I taught at five different universities over a ten year period, across five different countries. I never had tenure, just a bunch of shorter-term positions. I loved the travel of my job, and often visited remote locations to do fieldwork. However, I worked constantly, on evenings and weekends, and never had time for myself. The pay was often lousy. Employment was insecure and there was no long-term financial stability. I couldn’t afford to buy a car, or a house, and often couldn’t afford to go home at Christmas. I was a victim of my career. I have jotted down my journey to leaving academia below.
I worked in Australia, the USA, Canada, the U.K. and China, in that order. I started my PhD in Australia, then completed it while a visiting scholar at an Ivy League institution in the USA. I did a post-doc in Canada but left after sexual harassment from my PI. The Dean of my department helped me find a new job while protecting the PI, even though my complaint was upheld. I wasn’t the first to complain, and unfortunately I won’t be the last. I’m still angry that my abuser was protected while I had to find a new position, in a foreign country, no less.
I found a position as an associate research fellow in the United Kingdom, aided by the Dean, who wanted the problem to go away. I hadn’t been at my new job for a month when my old PI wrote to several members of the faculty about me. Three staff mentioned it to me, and although I never saw the letters I copped bullying from my new PI from then on. I spent a significant amount of my time either writing to HR or in meetings with them, and I was so stressed I couldn’t sleep or function. Eventually HR helped me take a payout for the bullying, which was substantial; – yes, HR helped, even though the harasser and HR were on the same side. The harasser got huge grants for the university, so once again my complaint was upheld but I was the one who had to find a new job.
I worked in consulting for a few months, while I found a new job as an associate professor in China, where I spoke the language. It was a fun gig but they were so strapped for space that I had to work at a desk in the library; they couldn’t even find the space to offer me a permanent desk. The library closed at lunch time and at dinner time, meaning I was constantly having to move my books. It wasn’t a very satisfactory arrangement, however I enjoyed getting to visit remote villages in China and carrying out fieldwork.
Eventually the stress of the past few years caught up with me and I gradually developed a severe mental illness. I spent two months in hospital, and although I offered to teach my classes remotely from the hospital my offer was declined. I lost my job, not because of the mental illness (I was still capable of working) but because I was trapped for two months in hospital. I’m still bitter about the health system that wouldn’t let me leave the hospital, even though I was perfectly capable of working.

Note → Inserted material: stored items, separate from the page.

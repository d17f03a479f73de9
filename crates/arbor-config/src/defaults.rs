//! Default values for the launch contract and on-disk layout.

use std::time::Duration;

/// Application identifier of the protected root application.
pub const ROOT_APP: &str = "spawner";

/// Bind host used when none is given.
pub const DEFAULT_HOST: &str = "127.0.0.1";

/// Version reported when an application declares none.
pub const DEFAULT_VERSION: &str = "undefined";

/// Capacity of the request queue.
pub const DEFAULT_QUEUE_CAPACITY: usize = 256;

/// Deadline a caller waits for its request to complete, in milliseconds.
pub const DEFAULT_REQUEST_DEADLINE_MS: u64 = 5_000;

/// Deadline a caller waits for its request to complete.
pub const DEFAULT_REQUEST_DEADLINE: Duration = Duration::from_millis(DEFAULT_REQUEST_DEADLINE_MS);

/// Directory holding installed application artifacts.
pub const APPS_DIR: &str = "apps";

/// Directory holding per-service log files.
pub const LOGS_DIR: &str = "logs";

/// Directory holding per-service lock, pid and health files.
pub const RUN_DIR: &str = "run";

/// Environment variable naming the privilege elevation wrapper for children.
///
/// The value is split on whitespace, so `sudo -n` is accepted.
pub const LAUNCH_WRAPPER_ENV: &str = "ARBOR_LAUNCH_WRAPPER";

/// Environment variable overriding the working directory of a service tree.
pub const WORK_DIR_ENV: &str = "ARBOR_WORK_DIR";

/// Exclusive lower bound for child ports.
pub const MIN_CHILD_PORT: u16 = 1000;

/// Exclusive upper bound for child ports.
pub const MAX_CHILD_PORT: u16 = 65535;
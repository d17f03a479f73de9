//! The root application: state access and child administration.

use std::fs;
use std::io;
use std::process;
use std::time::Duration;

use arbor_config::defaults::ROOT_APP;
use arbor_config::{Config, Severity};
use serde::Serialize;
use serde_json::Value;
use sysinfo::{Pid, ProcessesToUpdate, System};
use time::OffsetDateTime;
use time::format_description::well_known::Rfc3339;

use super::AppEntry;
use crate::children::SpawnRequest;
use crate::context::ServiceContext;
use crate::dispatch::Headers;
use crate::registry::{HandlerError, HandlerOutcome, HandlerRegistry, HandlerResult, Reply, Upload};
use crate::topology::{ChildRecord, ChildSelector};

pub(super) const ENTRY: AppEntry = AppEntry {
    id: ROOT_APP,
    handler_class: "Spawner",
    version: env!("CARGO_PKG_VERSION"),
    install,
    self_tests: &[],
};

const WATCH_INTERVAL: Duration = Duration::from_secs(1);

/// Registers the routes every tree node serves.
pub(super) fn install(registry: &mut HandlerRegistry) {
    registry
        .interactive("/", overview)
        .unary("/state/get", state_get)
        .unary("/state/set", state_set)
        .streaming("/state/watch", WATCH_INTERVAL, state_get)
        .unary("/children/get", children_get)
        .upload("/server/create", server_create)
        .unary("/server/delete", server_delete)
        .unary("/server/log", server_log);
}

#[derive(Serialize)]
struct Link {
    label: String,
    href: String,
}

#[derive(Serialize)]
struct Overview<'a> {
    name: &'a str,
    app: &'a str,
    class: Option<String>,
    version: &'a str,
    pid: u32,
    started: Option<String>,
    address: String,
    config: &'a Config,
    state: Value,
    ancestry: Vec<Link>,
    children: &'a [ChildRecord],
    admin: Vec<Link>,
}

fn overview(context: &mut ServiceContext) -> HandlerResult {
    let config = context.config();
    let address = config.address();
    let pid = process::id();
    let ancestry = context
        .topology()
        .ancestry()
        .iter()
        .map(|ancestor| Link {
            label: ancestor.name.clone(),
            href: format!("{}/", ancestor.address),
        })
        .collect();
    let admin = ["/state/get", "/children/get", "/server/log"]
        .into_iter()
        .map(|route| Link {
            label: route.to_owned(),
            href: format!("{address}{route}"),
        })
        .collect();
    let overview = Overview {
        name: &config.name,
        app: &config.app,
        class: context.catalog().get(&config.app).map(AppEntry::qualified_class),
        version: &config.version,
        pid,
        started: process_start_time(pid),
        address: address.clone(),
        config,
        state: context.state().to_value(),
        ancestry,
        children: context.topology().children(),
        admin,
    };
    Ok(HandlerOutcome::Continue(Reply::json(&overview)?))
}

fn process_start_time(pid: u32) -> Option<String> {
    let pid = Pid::from_u32(pid);
    let mut system = System::new();
    system.refresh_processes(ProcessesToUpdate::Some(&[pid]), true);
    let started = i64::try_from(system.process(pid)?.start_time()).ok()?;
    OffsetDateTime::from_unix_timestamp(started)
        .ok()?
        .format(&Rfc3339)
        .ok()
}

fn state_get(context: &mut ServiceContext, _: &Headers, _: Value) -> HandlerResult {
    Ok(HandlerOutcome::reply(Value::Object(context.state().get())))
}

fn state_set(context: &mut ServiceContext, _: &Headers, args: Value) -> HandlerResult {
    let Value::Object(batch) = args else {
        return Err(HandlerError::invalid_arguments("state updates must be an object"));
    };
    context.state_mut().set(batch)?;
    Ok(HandlerOutcome::reply(true))
}

fn children_get(context: &mut ServiceContext, _: &Headers, _: Value) -> HandlerResult {
    Ok(HandlerOutcome::Continue(Reply::json(
        &context.topology().children(),
    )?))
}

fn server_create(context: &mut ServiceContext, _: &Headers, upload: Upload) -> HandlerResult {
    let request = spawn_request(context.config().severity, upload)?;
    let record = context.spawn_child(&request)?;
    Ok(HandlerOutcome::Continue(Reply::json(&record)?))
}

fn spawn_request(default_severity: Severity, upload: Upload) -> Result<SpawnRequest, HandlerError> {
    let field = |key: &str| {
        upload
            .args
            .get(key)
            .map(|value| value.trim().to_owned())
            .filter(|value| !value.is_empty())
    };
    let name = field("name").unwrap_or_default();
    let port = field("port")
        .ok_or_else(|| HandlerError::invalid_arguments("missing port"))?
        .parse::<u16>()
        .map_err(|error| HandlerError::invalid_arguments(format!("port: {error}")))?;
    let severity = field("severity")
        .map(|value| value.parse::<Severity>())
        .transpose()
        .map_err(|error| HandlerError::invalid_arguments(format!("severity: {error}")))?
        .unwrap_or(default_severity);
    let secure = field("secure").is_some_and(|value| {
        matches!(value.to_ascii_lowercase().as_str(), "true" | "1" | "yes" | "on")
    });
    Ok(SpawnRequest {
        name,
        port,
        severity,
        secure,
        artifact: upload,
    })
}

fn server_delete(context: &mut ServiceContext, _: &Headers, args: Value) -> HandlerResult {
    let selector = selector(&args)?;
    context.delete_child(&selector)?;
    Ok(HandlerOutcome::reply(true))
}

fn selector(args: &Value) -> Result<ChildSelector, HandlerError> {
    let name = args
        .get("name")
        .and_then(Value::as_str)
        .map(str::trim)
        .filter(|name| !name.is_empty())
        .map(str::to_owned);
    let pid = match args.get("pid") {
        Some(Value::Number(number)) => number.as_u64().and_then(|pid| u32::try_from(pid).ok()),
        Some(Value::String(text)) => text.trim().parse().ok(),
        _ => None,
    };
    if name.is_none() && pid.is_none() {
        return Err(HandlerError::invalid_arguments("expected a child name or pid"));
    }
    Ok(ChildSelector { name, pid })
}

fn server_log(context: &mut ServiceContext, _: &Headers, _: Value) -> HandlerResult {
    match fs::read_to_string(context.paths().log_path()) {
        Ok(text) => Ok(HandlerOutcome::reply(text)),
        Err(error) if error.kind() == io::ErrorKind::NotFound => Ok(HandlerOutcome::reply(false)),
        Err(error) => Err(error.into()),
    }
}
//! Parsing and rendering of the positional launch contract.

use arbor_config::{Ancestry, ConfigError, LaunchArgs, LogFormat, Scheme, Severity};
use clap::CommandFactory;
use rstest::rstest;

fn parse(args: &[&str]) -> Result<LaunchArgs, clap::Error> {
    LaunchArgs::parse_from_iter(std::iter::once("arbord").chain(args.iter().copied()))
}

#[test]
fn command_definition_is_consistent() {
    LaunchArgs::command().debug_assert();
}

#[test]
fn built_in_version_flag_stays_separate_from_vsn() {
    let error = parse(&["--version"]).expect_err("version flag short-circuits parsing");
    assert_eq!(error.kind(), clap::error::ErrorKind::DisplayVersion);
}

#[test]
fn six_positional_parameters_build_a_child_config() {
    let args = parse(&[
        "leaf",
        "branch",
        "127.0.0.1",
        "8101",
        "info",
        r#"[["root","http://127.0.0.1:8100"]]"#,
        "--vsn",
        "1.2.0",
    ])
    .expect("parse launch args");
    let config = args.into_config().expect("valid config");

    assert_eq!(config.name, "leaf");
    assert_eq!(config.app, "branch");
    assert_eq!(config.port, 8101);
    assert_eq!(config.severity, Severity::Info);
    assert_eq!(config.version, "1.2.0");
    assert_eq!(config.scheme(), Scheme::Http);
    assert_eq!(config.address(), "http://127.0.0.1:8101");
    assert_eq!(
        config.ancestry.parent().map(|a| a.address.as_str()),
        Some("http://127.0.0.1:8100")
    );
}

#[test]
fn trailing_positionals_default_to_root() {
    let args = parse(&["root", "spawner", "0.0.0.0", "8100"]).expect("parse launch args");
    let config = args.into_config().expect("valid config");
    assert!(config.is_root());
    assert_eq!(config.severity, Severity::Debug);
    assert_eq!(config.version, "undefined");
    assert_eq!(config.log_format, LogFormat::Compact);
}

#[rstest]
#[case(&["root", "spawner", "127.0.0.1"])]
#[case(&["root", "spawner", "127.0.0.1", "not-a-port"])]
#[case(&["root", "spawner", "127.0.0.1", "8100", "verbose"])]
fn malformed_arguments_are_rejected(#[case] args: &[&str]) {
    assert!(parse(args).is_err());
}

#[test]
fn security_without_key_material_fails() {
    let args = parse(&[
        "root",
        "spawner",
        "127.0.0.1",
        "8100",
        "--security",
        "--certfile",
        "cert.pem",
    ])
    .expect("parse launch args");
    assert!(matches!(
        args.into_config(),
        Err(ConfigError::MissingTlsFiles)
    ));
}

#[test]
fn malformed_ancestry_is_a_config_error() {
    let args = parse(&["leaf", "branch", "127.0.0.1", "8101", "debug", "{}"])
        .expect("parse launch args");
    assert!(matches!(
        args.into_config(),
        Err(ConfigError::Ancestry { .. })
    ));
}

#[test]
fn rendered_arguments_parse_back_to_the_same_contract() {
    let ancestry = Ancestry::root().extended("root", "https://10.0.0.1:8100");
    let original = parse(&[
        "leaf",
        "branch",
        "10.0.0.1",
        "8102",
        "warning",
        &ancestry.to_string(),
        "--security",
        "--certfile",
        "cert.pem",
        "--keyfile",
        "key.pem",
    ])
    .expect("parse launch args");

    let rendered = original.to_args();
    let reparsed = LaunchArgs::parse_from_iter(
        std::iter::once(String::from("arbord")).chain(rendered.into_iter()),
    )
    .expect("reparse rendered args");

    assert_eq!(reparsed, original);
    let config = reparsed.into_config().expect("valid config");
    assert_eq!(config.address(), "https://10.0.0.1:8102");
}
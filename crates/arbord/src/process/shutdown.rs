use std::fmt;
use std::io;
use std::sync::{Arc, Condvar, Mutex, MutexGuard, PoisonError};
use std::thread;
use std::time::{Duration, Instant};

use signal_hook::consts::signal::{SIGHUP, SIGINT, SIGQUIT, SIGTERM};
use signal_hook::iterator::Signals;
use thiserror::Error;
use tracing::{debug, info};

use super::PROCESS_TARGET;

/// Why the service is stopping.
#[derive(Debug, Clone, Copy, PartialEq, Eq)]
pub enum StopReason {
    /// The process received a termination signal.
    Signal(i32),
    /// A handler returned `Terminate`.
    Terminated,
    /// A client called `DELETE /stop`.
    StopRoute,
    /// The request queue was closed.
    QueueClosed,
}

impl fmt::Display for StopReason {
    fn fmt(&self, f: &mut fmt::Formatter<'_>) -> fmt::Result {
        match self {
            Self::Signal(signal) => write!(f, "signal {signal}"),
            Self::Terminated => f.write_str("handler requested termination"),
            Self::StopRoute => f.write_str("stop requested over HTTP"),
            Self::QueueClosed => f.write_str("request queue closed"),
        }
    }
}

/// Shared one-shot stop flag. The first reason recorded wins.
#[derive(Debug, Clone, Default)]
pub struct StopToken {
    inner: Arc<(Mutex<Option<StopReason>>, Condvar)>,
}

impl StopToken {
    /// Creates an untriggered token.
    #[must_use]
    pub fn new() -> Self {
        Self::default()
    }

    /// Records `reason` unless a reason is already set and wakes waiters.
    ///
    /// Returns `true` when this call triggered the token.
    pub fn trigger(&self, reason: StopReason) -> bool {
        let (slot, signal) = &*self.inner;
        let mut current = lock(slot);
        if current.is_some() {
            return false;
        }
        *current = Some(reason);
        signal.notify_all();
        true
    }

    /// Reason recorded so far.
    #[must_use]
    pub fn reason(&self) -> Option<StopReason> {
        *lock(&self.inner.0)
    }

    /// True once triggered.
    #[must_use]
    pub fn is_triggered(&self) -> bool {
        self.reason().is_some()
    }

    /// Blocks until the token is triggered.
    #[must_use]
    pub fn wait(&self) -> StopReason {
        let (slot, signal) = &*self.inner;
        let mut current = lock(slot);
        loop {
            if let Some(reason) = *current {
                return reason;
            }
            current = signal
                .wait(current)
                .unwrap_or_else(PoisonError::into_inner);
        }
    }

    /// Blocks up to `timeout` for the token to be triggered.
    #[must_use]
    pub fn wait_timeout(&self, timeout: Duration) -> Option<StopReason> {
        let deadline = Instant::now() + timeout;
        let (slot, signal) = &*self.inner;
        let mut current = lock(slot);
        loop {
            if let Some(reason) = *current {
                return Some(reason);
            }
            let remaining = deadline.checked_duration_since(Instant::now())?;
            current = signal
                .wait_timeout(current, remaining)
                .unwrap_or_else(PoisonError::into_inner)
                .0;
        }
    }
}

fn lock<T>(mutex: &Mutex<T>) -> MutexGuard<'_, T> {
    mutex.lock().unwrap_or_else(PoisonError::into_inner)
}

/// Abstraction over shutdown notification mechanisms.
pub trait ShutdownSignal: Send + Sync {
    /// Blocks until shutdown should proceed, either because an external
    /// notification arrived or because `token` was triggered in-process.
    ///
    /// # Errors
    ///
    /// Returns [`ShutdownError`] when the notification source cannot be set
    /// up.
    fn wait(&self, token: &StopToken) -> Result<StopReason, ShutdownError>;
}

/// Errors reported by shutdown signal listeners.
#[derive(Debug, Error)]
pub enum ShutdownError {
    /// Installing signal handlers failed.
    #[error("failed to install signal handlers: {source}")]
    Install {
        /// Underlying IO error.
        #[source]
        source: io::Error,
    },
    /// The signal forwarding thread could not be started.
    #[error("failed to start signal thread: {source}")]
    Thread {
        /// Underlying IO error.
        #[source]
        source: io::Error,
    },
}

/// Shutdown listener that waits for termination signals.
#[derive(Debug, Clone, Copy, Default)]
pub struct SystemShutdownSignal;

impl ShutdownSignal for SystemShutdownSignal {
    fn wait(&self, token: &StopToken) -> Result<StopReason, ShutdownError> {
        let mut signals = Signals::new([SIGTERM, SIGINT, SIGQUIT, SIGHUP])
            .map_err(|source| ShutdownError::Install { source })?;
        let handle = signals.handle();
        let forwarder = token.clone();
        let thread = thread::Builder::new()
            .name(String::from("arbord-signals"))
            .spawn(move || {
                if let Some(signal) = signals.forever().next() {
                    info!(target: PROCESS_TARGET, signal, "shutdown signal received");
                    forwarder.trigger(StopReason::Signal(signal));
                }
            })
            .map_err(|source| ShutdownError::Thread { source })?;
        let reason = token.wait();
        handle.close();
        if thread.join().is_err() {
            debug!(target: PROCESS_TARGET, "signal thread panicked");
        }
        Ok(reason)
    }
}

I never worked in academia again. My home country rarely advertised academic positions in my field, only advertising a single position every few years or so. I kept an eye on the academic job postings, but it took four years to recover from the mental illness, and by that time I’d been away from the field for too long. I wasn’t competitive in finding positions; at the time of writing this blog post, I haven’t published in four or five years, and I now work full time in consulting.
I love having a job where I can switch off and just work 9-5, having evenings and weekends to do things other than work and write papers. I miss the travel of academia, but it was expensive as I didn’t always have funding for conferences and fieldwork, and paid from my own pocket. I justified this to myself by noting that some people had an expensive holiday every year. The pay was lousy, and it didn’t help that I had to move countries, sometimes on my own budget, multiple times over a decade.
I don’t miss the bullying and harassment I experienced, which is so rife in the academic industry. Far too often abusers or perpetrators are protected and allowed to continue their behaviours, while those junior to them who have been harassed or abused are forced to find a new job. Academic positions are extremely hard to come by, and I was fortunate to have found the ones I did. I don’t miss the endless papers and funding proposals anymore, although initially it felt strange to not be constantly working on a paper.
I started at the bottom when I began to work in consulting and I worked my way up to a senior level. My academic resume translated easily enough, although it helped that I took several shorter-term positions in consulting to build up experience. There are still bullies in my field (having worked at an Ivy League institution they will always be in the background), but it’s much more manageable now. And in consulting I have decent pay and supportive colleagues. Earning a decent wage, and working a 38 hour week, has made the transition from academia much more enjoyable.
This is one of the most horrific academic career stories that I’ve ever read. To be sexually harassed, then punished by the institution despite the complaint being upheld (which never happens), and then for the abuser to effectively ruin the author’s career at their next institution, without impunity, is beyond awful. I’ve been out of academia for nearly 10 years and I’ve had my share of horrible experiences, within and outside of academia, and this one is literally a horror story. I genuinely hope that the author is receiving the support they need and is able to recover.